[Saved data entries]

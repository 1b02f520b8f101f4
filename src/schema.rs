//! Schema chain: the builder that composes fields into a decodable,
//! encodable description of a byte layout.

use std::collections::HashMap;
use std::sync::Arc;

use crate::codec;
use crate::error::{BuildError, SchemaError};
use crate::kind::{Endian, Numeric, Primitive};
use crate::options::{Assert, CtorFn, Lazy, Opts, TypeRef};
use crate::registry;
use crate::size;
use crate::value::{Record, Value};

/// A resolved element type carried by array/choice/nest/pointer nodes.
#[derive(Clone)]
pub(crate) enum FieldType {
    Prim(Primitive),
    Alias(String),
    Inline(Schema),
}

#[derive(Clone)]
pub(crate) enum NodeKind {
    Prim(Primitive),
    Bit(u32),
    Str,
    Buffer,
    Array(FieldType),
    Choice {
        cases: HashMap<i64, FieldType>,
        default: Option<FieldType>,
    },
    Nest(FieldType),
    Seek,
    Pointer(FieldType),
    SaveOffset,
}

/// One field in the chain.
#[derive(Clone)]
pub(crate) struct Node {
    pub(crate) kind: NodeKind,
    pub(crate) name: String,
    /// Endianness default captured when the field was appended; governs
    /// bit extraction order within a packed run.
    pub(crate) endian: Endian,
    pub(crate) opts: Opts,
}

/// A chainable binary schema.
///
/// Built with [`Schema::start`] and one builder call per field; decoded with
/// [`parse`](Schema::parse) and serialized with [`encode`](Schema::encode).
/// Builder misuse does not panic: the first error is recorded on the chain
/// and surfaced by `parse`/`encode`/[`check`](Schema::check).
///
/// ```
/// use binform::{Schema, Value};
///
/// let schema = Schema::start().uint16be("n");
/// let rec = schema.parse(&[0x12, 0x34]).unwrap();
/// assert_eq!(rec.get("n"), Some(&Value::UInt(0x1234)));
/// assert_eq!(schema.encode(&rec).unwrap(), vec![0x12, 0x34]);
/// ```
#[derive(Clone)]
pub struct Schema {
    pub(crate) nodes: Vec<Node>,
    pub(crate) endian: Endian,
    pub(crate) alias: Option<String>,
    pub(crate) ctor: Option<CtorFn>,
    pub(crate) capacity: usize,
    pub(crate) err: Option<BuildError>,
}

impl Default for Schema {
    fn default() -> Self {
        Schema::start()
    }
}

macro_rules! prim_methods {
    ($($name:ident => ($num:ident, $endian:expr);)*) => {
        $(
            pub fn $name(self, name: &str) -> Self {
                self.append_prim(name, Numeric::$num, $endian)
            }
        )*
    };
}

macro_rules! bit_methods {
    ($($name:ident => $w:literal;)*) => {
        $(
            pub fn $name(self, name: &str) -> Self {
                self.append(NodeKind::Bit($w), name, Opts::new())
            }
        )*
    };
}

impl Schema {
    /// Create an empty root schema. The default endianness is big.
    pub fn start() -> Self {
        Schema {
            nodes: Vec::new(),
            endian: Endian::Big,
            alias: None,
            ctor: None,
            capacity: 256,
            err: None,
        }
    }

    /// Switch the endianness default for subsequently appended fields.
    pub fn endianness(mut self, endian: Endian) -> Self {
        self.endian = endian;
        self
    }

    /// Install a constructor applied to the root record returned by
    /// [`parse`](Schema::parse).
    pub fn create<F>(mut self, ctor: F) -> Self
    where
        F: Fn(Record) -> Value + Send + Sync + 'static,
    {
        self.ctor = Some(Arc::new(ctor));
        self.sync();
        self
    }

    /// Initial capacity of the byte sink used by [`encode`](Schema::encode);
    /// defaults to 256.
    pub fn encode_capacity(mut self, capacity: usize) -> Self {
        self.capacity = capacity;
        self
    }

    /// Register this schema in the process-wide alias registry so other
    /// schemas can reference it by name, including recursively.
    ///
    /// Fields appended after `namely` are still visible through the alias:
    /// every later append re-registers the chain under its name.
    pub fn namely(mut self, alias: &str) -> Self {
        self.alias = Some(alias.to_string());
        registry::register(alias, self.clone());
        self
    }

    // Byte-aligned numeric fields. Endian-neutral methods inherit the
    // schema's current default.
    prim_methods! {
        uint8 => (U8, None);
        int8 => (I8, None);
        uint16 => (U16, None);
        uint16be => (U16, Some(Endian::Big));
        uint16le => (U16, Some(Endian::Little));
        uint32 => (U32, None);
        uint32be => (U32, Some(Endian::Big));
        uint32le => (U32, Some(Endian::Little));
        uint64 => (U64, None);
        uint64be => (U64, Some(Endian::Big));
        uint64le => (U64, Some(Endian::Little));
        int16 => (I16, None);
        int16be => (I16, Some(Endian::Big));
        int16le => (I16, Some(Endian::Little));
        int32 => (I32, None);
        int32be => (I32, Some(Endian::Big));
        int32le => (I32, Some(Endian::Little));
        int64 => (I64, None);
        int64be => (I64, Some(Endian::Big));
        int64le => (I64, Some(Endian::Little));
        float => (F32, None);
        floatbe => (F32, Some(Endian::Big));
        floatle => (F32, Some(Endian::Little));
        double => (F64, None);
        doublebe => (F64, Some(Endian::Big));
        doublele => (F64, Some(Endian::Little));
    }

    // Bit fields. Consecutive bit fields form a run decoded as one packed
    // big-endian integer of up to 32 bits; the schema endianness chooses
    // which field takes the most significant bits.
    bit_methods! {
        bit1 => 1; bit2 => 2; bit3 => 3; bit4 => 4;
        bit5 => 5; bit6 => 6; bit7 => 7; bit8 => 8;
        bit9 => 9; bit10 => 10; bit11 => 11; bit12 => 12;
        bit13 => 13; bit14 => 14; bit15 => 15; bit16 => 16;
        bit17 => 17; bit18 => 18; bit19 => 19; bit20 => 20;
        bit21 => 21; bit22 => 22; bit23 => 23; bit24 => 24;
        bit25 => 25; bit26 => 26; bit27 => 27; bit28 => 28;
        bit29 => 29; bit30 => 30; bit31 => 31; bit32 => 32;
    }

    /// A text field. Exactly one of `length`, `zero_terminated` or `greedy`
    /// must be set (`length` plus `zero_terminated` is also accepted and
    /// reads at most `length` bytes, stopping early at a zero).
    pub fn string(self, name: &str, opts: Opts) -> Self {
        let has_len = opts.length.is_some();
        let ok = matches!(
            (has_len, opts.zero_terminated, opts.greedy),
            (true, false, false) | (false, true, false) | (false, false, true) | (true, true, false)
        );
        if !ok {
            return self.fail(BuildError::StringMode { field: name.into() });
        }
        if opts.strip_null && !(has_len || opts.greedy) {
            return self.fail(BuildError::StripNullWithoutLength { field: name.into() });
        }
        self.append(NodeKind::Str, name, opts)
    }

    /// A raw byte field delimited by `length` or `read_until`.
    pub fn buffer(self, name: &str, opts: Opts) -> Self {
        if opts.length.is_none() && opts.read_until.is_none() {
            return self.fail(BuildError::BufferMode { field: name.into() });
        }
        self.append(NodeKind::Buffer, name, opts)
    }

    /// A repeated field. Needs an element type (`of`) and one of `length`,
    /// `length_in_bytes` or `read_until`. With `key`, decodes to a
    /// dictionary keyed by that subfield instead of a sequence.
    pub fn array(self, name: &str, mut opts: Opts) -> Self {
        if opts.length.is_none() && opts.length_in_bytes.is_none() && opts.read_until.is_none() {
            return self.fail(BuildError::ArrayMode { field: name.into() });
        }
        let Some(t) = opts.type_ref.take() else {
            return self.fail(BuildError::MissingType { field: name.into() });
        };
        match self.resolve_strict(name, t) {
            Ok(ft) => self.append(NodeKind::Array(ft), name, opts),
            Err(e) => self.fail(e),
        }
    }

    /// A discriminated union. `tag` selects among the `case` types; with no
    /// match, `default_choice` is used if present. Case types referencing an
    /// alias may be registered later, any time before `parse`/`encode`.
    /// With an empty name, the chosen branch merges into the parent record.
    pub fn choice(self, name: &str, mut opts: Opts) -> Self {
        if opts.tag.is_none() || opts.choices.is_empty() {
            return self.fail(BuildError::ChoiceMode { field: name.into() });
        }
        let cases: HashMap<i64, FieldType> = std::mem::take(&mut opts.choices)
            .into_iter()
            .map(|(tag, t)| (tag, self.resolve_lenient(t)))
            .collect();
        let default = opts.default_choice.take().map(|t| self.resolve_lenient(t));
        self.append(NodeKind::Choice { cases, default }, name, opts)
    }

    /// A nested subrecord: an inline schema or an alias. The alias may be
    /// registered later, any time before `parse`/`encode`. With an empty
    /// name and an inline schema, the fields merge into the parent record.
    pub fn nest(self, name: &str, mut opts: Opts) -> Self {
        let Some(t) = opts.type_ref.take() else {
            return self.fail(BuildError::NestType { field: name.into() });
        };
        let ft = match self.resolve_lenient(t) {
            // A primitive is not a nestable type.
            FieldType::Prim(_) => {
                return self.fail(BuildError::NestType { field: name.into() })
            }
            ft => ft,
        };
        if name.is_empty() && !matches!(ft, FieldType::Inline(_)) {
            return self.fail(BuildError::AnonymousNest);
        }
        self.append(NodeKind::Nest(ft), name, opts)
    }

    /// Move the read position by `length` bytes (negative moves backwards).
    /// On encode, emits that many zero bytes.
    pub fn seek(self, length: impl Into<Lazy>) -> Self {
        let mut opts = Opts::new();
        opts.length = Some(length.into());
        self.append(NodeKind::Seek, "", opts)
    }

    /// Alias for [`seek`](Schema::seek).
    pub fn skip(self, length: impl Into<Lazy>) -> Self {
        self.seek(length)
    }

    /// Decode `of` at the absolute position given by `offset`, then restore
    /// the read position. The target may be a catalog kind, an inline
    /// schema, or an alias registered any time before `parse`/`encode`.
    /// Not encodable; `encode` treats it as a no-op, so schemas using
    /// pointers do not round-trip.
    pub fn pointer(self, name: &str, mut opts: Opts) -> Self {
        if opts.offset.is_none() {
            return self.fail(BuildError::PointerMode { field: name.into() });
        }
        let Some(t) = opts.type_ref.take() else {
            return self.fail(BuildError::PointerMode { field: name.into() });
        };
        let ft = self.resolve_lenient(t);
        self.append(NodeKind::Pointer(ft), name, opts)
    }

    /// Store the current read position into the named field without
    /// consuming bytes. A no-op on encode.
    pub fn save_offset(self, name: &str) -> Self {
        self.append(NodeKind::SaveOffset, name, Opts::new())
    }

    /// Assert that the most recently appended field decodes (and encodes)
    /// to the given literal value.
    pub fn assert(self, expected: impl Into<Assert>) -> Self {
        let expected = expected.into();
        self.modify_last("assert", move |node| node.opts.assert = Some(expected))
    }

    /// Assert with a predicate over the enclosing record and the value.
    pub fn assert_with<F>(self, pred: F) -> Self
    where
        F: Fn(&Record, &Value) -> bool + Send + Sync + 'static,
    {
        self.modify_last("assert", move |node| {
            node.opts.assert = Some(Assert::check(pred))
        })
    }

    /// Replace the most recently appended field's decoded value before it is
    /// stored.
    pub fn formatter<F>(self, f: F) -> Self
    where
        F: Fn(Value, &[u8], usize) -> Value + Send + Sync + 'static,
    {
        self.modify_last("formatter", move |node| {
            node.opts.formatter = Some(Arc::new(f))
        })
    }

    /// Transform the most recently appended field's value just before
    /// encoding; the original is restored afterwards.
    pub fn encoder<F>(self, f: F) -> Self
    where
        F: Fn(&Value, &Record) -> Value + Send + Sync + 'static,
    {
        self.modify_last("encoder", move |node| {
            node.opts.encoder = Some(Arc::new(f))
        })
    }

    /// The first builder error recorded on this chain, if any.
    pub fn check(&self) -> Result<(), BuildError> {
        match &self.err {
            Some(e) => Err(e.clone()),
            None => Ok(()),
        }
    }

    /// Decode `data` into a value tree.
    pub fn parse(&self, data: &[u8]) -> Result<Value, SchemaError> {
        codec::decoder::decode(self, data)
    }

    /// Encode a record back into bytes.
    pub fn encode(&self, value: &Value) -> Result<Vec<u8>, SchemaError> {
        codec::encoder::encode(self, value)
    }

    /// Static byte width of this schema, or `None` when any field is
    /// dynamically sized.
    pub fn size_of(&self) -> Option<usize> {
        size::static_size(self)
    }

    fn append_prim(self, name: &str, numeric: Numeric, endian: Option<Endian>) -> Self {
        let endian = endian.unwrap_or(self.endian);
        self.append(
            NodeKind::Prim(Primitive::new(numeric, endian)),
            name,
            Opts::new(),
        )
    }

    fn append(mut self, kind: NodeKind, name: &str, opts: Opts) -> Self {
        let endian = self.endian;
        self.nodes.push(Node {
            kind,
            name: name.to_string(),
            endian,
            opts,
        });
        self.sync();
        self
    }

    fn modify_last(mut self, what: &'static str, f: impl FnOnce(&mut Node)) -> Self {
        if self.err.is_some() {
            return self;
        }
        if self.nodes.is_empty() {
            return self.fail(BuildError::DanglingModifier { modifier: what });
        }
        let is_seek = matches!(self.nodes.last(), Some(n) if matches!(n.kind, NodeKind::Seek));
        if is_seek && what == "assert" {
            return self.fail(BuildError::SeekAssert);
        }
        if let Some(node) = self.nodes.last_mut() {
            f(node);
        }
        self.sync();
        self
    }

    fn fail(mut self, e: BuildError) -> Self {
        if self.err.is_none() {
            self.err = Some(e);
        }
        self
    }

    /// Keep the registry copy in step with the live chain.
    fn sync(&self) {
        if let Some(alias) = &self.alias {
            registry::register(alias, self.clone());
        }
    }

    /// Resolve a type reference that must name a primitive or an
    /// already-registered alias (arrays).
    fn resolve_strict(&self, field: &str, t: TypeRef) -> Result<FieldType, BuildError> {
        match t {
            TypeRef::Schema(s) => Ok(FieldType::Inline(s)),
            TypeRef::Name(n) => {
                if let Some(p) = Primitive::from_name(&n, self.endian) {
                    Ok(FieldType::Prim(p))
                } else if registry::contains(&n) {
                    Ok(FieldType::Alias(n))
                } else {
                    Err(BuildError::UnknownType {
                        field: field.into(),
                        type_name: n,
                    })
                }
            }
        }
    }

    /// Resolve a type reference whose alias may be registered later
    /// (choice cases); unknown names surface at `parse`/`encode` time.
    fn resolve_lenient(&self, t: TypeRef) -> FieldType {
        match t {
            TypeRef::Schema(s) => FieldType::Inline(s),
            TypeRef::Name(n) => match Primitive::from_name(&n, self.endian) {
                Some(p) => FieldType::Prim(p),
                None => FieldType::Alias(n),
            },
        }
    }
}
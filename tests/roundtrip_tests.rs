//! Round-trip properties: encode(decode(bytes)) reproduces the bytes for
//! lossless schemas, decode(encode(record)) reproduces the record, and the
//! size oracle agrees with what decode actually consumes.

use binform::{Opts, Schema, Value};

fn packet_schema() -> Schema {
    Schema::start()
        .uint16be("magic")
        .uint8("flags")
        .string("name", Opts::new().length(4))
        .buffer("payload", Opts::new().length(3))
        .uint8("n")
        .array("items", Opts::new().length("n").of("uint16le"))
        .nest(
            "footer",
            Opts::new().of(Schema::start().uint8("crc_hi").uint8("crc_lo")),
        )
}

#[test]
fn test_bytes_survive_decode_then_encode() {
    let data: Vec<u8> = vec![
        0x4D, 0x5A, // magic
        0x03, // flags
        b'd', b'a', b't', b'a', // name
        0xDE, 0xAD, 0xBF, // payload
        0x02, // n
        0x01, 0x00, 0x02, 0x00, // items
        0xAB, 0xCD, // footer
    ];
    let schema = packet_schema();
    let rec = schema.parse(&data).unwrap();
    assert_eq!(schema.encode(&rec).unwrap(), data);
}

#[test]
fn test_record_survives_encode_then_decode() {
    let schema = packet_schema();
    let rec = Value::from_fields(vec![
        ("magic", Value::UInt(0x4D5A)),
        ("flags", Value::UInt(1)),
        ("name", Value::Str("abcd".into())),
        ("payload", Value::Bytes(vec![9, 8, 7])),
        ("n", Value::UInt(1)),
        ("items", Value::Array(vec![Value::UInt(0x0102)])),
        (
            "footer",
            Value::from_fields(vec![
                ("crc_hi", Value::UInt(0xAA)),
                ("crc_lo", Value::UInt(0x55)),
            ]),
        ),
    ]);
    let decoded = schema.parse(&schema.encode(&rec).unwrap()).unwrap();
    assert_eq!(decoded, rec);
}

#[test]
fn test_single_primitive_scenario() {
    let schema = Schema::start().uint16be("n");
    let rec = schema.parse(&[0x12, 0x34]).unwrap();
    assert_eq!(rec.get("n"), Some(&Value::UInt(0x1234)));
    assert_eq!(schema.encode(&rec).unwrap(), vec![0x12, 0x34]);
}

#[test]
fn test_length_prefixed_array_roundtrip() {
    let schema = Schema::start()
        .uint8("n")
        .array("items", Opts::new().length("n").of("uint16le"));
    let data = [0x02, 0x01, 0x00, 0x02, 0x00];
    let rec = schema.parse(&data).unwrap();
    assert_eq!(
        rec.get("items"),
        Some(&Value::Array(vec![Value::UInt(1), Value::UInt(2)]))
    );
    assert_eq!(schema.encode(&rec).unwrap(), data.to_vec());
}

#[test]
fn test_choice_roundtrip() {
    let schema = Schema::start().uint8("t").choice(
        "v",
        Opts::new()
            .tag("t")
            .case(1, "uint8")
            .case(2, "uint16be")
            .default_choice("uint8"),
    );
    for data in [vec![1u8, 9], vec![2, 1, 2], vec![9, 5]] {
        let rec = schema.parse(&data).unwrap();
        assert_eq!(schema.encode(&rec).unwrap(), data);
    }
}

#[test]
fn test_signed_and_float_roundtrip() {
    let schema = Schema::start()
        .int16be("a")
        .int32le("b")
        .floatbe("f")
        .doublele("d");
    let rec = Value::from_fields(vec![
        ("a", Value::Int(-300)),
        ("b", Value::Int(-70000)),
        ("f", Value::Float(0.5)),
        ("d", Value::Float(-2.25)),
    ]);
    let decoded = schema.parse(&schema.encode(&rec).unwrap()).unwrap();
    assert_eq!(decoded, rec);
}

#[test]
fn test_latin1_string_roundtrip() {
    use binform::Encoding;
    let schema = Schema::start().string("s", Opts::new().length(3).encoding(Encoding::Latin1));
    let data = [0xE9, 0xE8, 0xE7];
    let rec = schema.parse(&data).unwrap();
    assert_eq!(schema.encode(&rec).unwrap(), data.to_vec());
}

#[test]
fn test_size_of_matches_consumed_bytes() {
    let schema = Schema::start()
        .uint16be("a")
        .string("s", Opts::new().length(4))
        .nest("n", Opts::new().of(Schema::start().uint32le("x")))
        .seek(1)
        .uint8("z");
    let size = schema.size_of().unwrap();
    assert_eq!(size, 12);

    // A buffer of exactly that size decodes; one byte less does not.
    let data = vec![0u8; size];
    assert!(schema.parse(&data).is_ok());
    assert!(schema.parse(&data[..size - 1]).is_err());

    // Encoding a decoded record reproduces the width too.
    let rec = schema.parse(&data).unwrap();
    assert_eq!(schema.encode(&rec).unwrap().len(), size);
}

#[test]
fn test_save_offset_reports_consumed_width() {
    let schema = Schema::start()
        .uint32be("a")
        .string("s", Opts::new().length(2))
        .save_offset("end");
    let rec = schema.parse(&[0, 0, 0, 0, b'h', b'i']).unwrap();
    assert_eq!(rec.get("end"), Some(&Value::UInt(6)));
}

# Your instructions:
Show every line in the entries above that contains the string "first".

# Exercise solution:
/// Builder misuse does not panic: the first error is recorded on the chain
    /// The first builder error recorded on this chain, if any.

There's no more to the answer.